- **Brief**: Copy every line that contains the string "public" from the entries below.

- **Study material**:
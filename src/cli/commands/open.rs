//! Open command implementation.

use crate::cli::args::OpenArgs;
use crate::config::ProgramDefaults;
use crate::error::Result;
use crate::tools::Toolkit;
use crate::ui::UserInterface;

use super::dispatcher::{Command, CommandResult};

/// Opens a directory, the compile temp dir by default, then ends the process.
pub struct OpenCommand<'a> {
    defaults: &'a ProgramDefaults,
    toolkit: &'a Toolkit,
    args: OpenArgs,
}

impl<'a> OpenCommand<'a> {
    pub fn new(defaults: &'a ProgramDefaults, toolkit: &'a Toolkit, args: OpenArgs) -> Self {
        Self {
            defaults,
            toolkit,
            args,
        }
    }
}

impl Command for OpenCommand<'_> {
    fn execute(&self, _ui: &mut dyn UserInterface) -> Result<CommandResult> {
        let base_dir = self.defaults.base_dir();
        let path = match &self.args.dir {
            Some(dir) => base_dir.join(dir),
            None => self.toolkit.workspace.compile_temp_dir(base_dir),
        };

        tracing::debug!(path = %path.display(), "opening");
        self.toolkit.system.open_path(&path)?;
        Ok(CommandResult::terminate())
    }
}

#[cfg(test)]
mod tests {
    use super::*;
    use crate::cli::commands::dispatcher::Outcome;
    use crate::tools::mock::{mock_temp_dir, Call, MockToolkit};
    use crate::ui::MockUI;
    use std::path::{Path, PathBuf};

    #[test]
    fn opens_compile_temp_dir_and_terminates() {
        let mock = MockToolkit::new();
        let toolkit = mock.toolkit();
        let defaults = ProgramDefaults::new("/app");
        let mut ui = MockUI::new();

        let result = OpenCommand::new(&defaults, &toolkit, OpenArgs::default())
            .execute(&mut ui)
            .unwrap();

        assert_eq!(result.outcome, Outcome::Terminate);
        assert_eq!(
            mock.calls(),
            vec![Call::OpenPath(mock_temp_dir(Path::new("/app")))]
        );
    }

    #[test]
    fn opens_given_dir() {
        let mock = MockToolkit::new();
        let toolkit = mock.toolkit();
        let defaults = ProgramDefaults::new("/app");
        let mut ui = MockUI::new();
        let args = OpenArgs {
            dir: Some(PathBuf::from("public")),
        };

        let result = OpenCommand::new(&defaults, &toolkit, args)
            .execute(&mut ui)
            .unwrap();

        assert_eq!(result.outcome, Outcome::Terminate);
        assert_eq!(mock.calls(), vec![Call::OpenPath(PathBuf::from("/app/public"))]);
    }
}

- **Task output**:
            dir: Some(PathBuf::from("public")),
        assert_eq!(mock.calls(), vec![Call::OpenPath(PathBuf::from("/app/public"))]);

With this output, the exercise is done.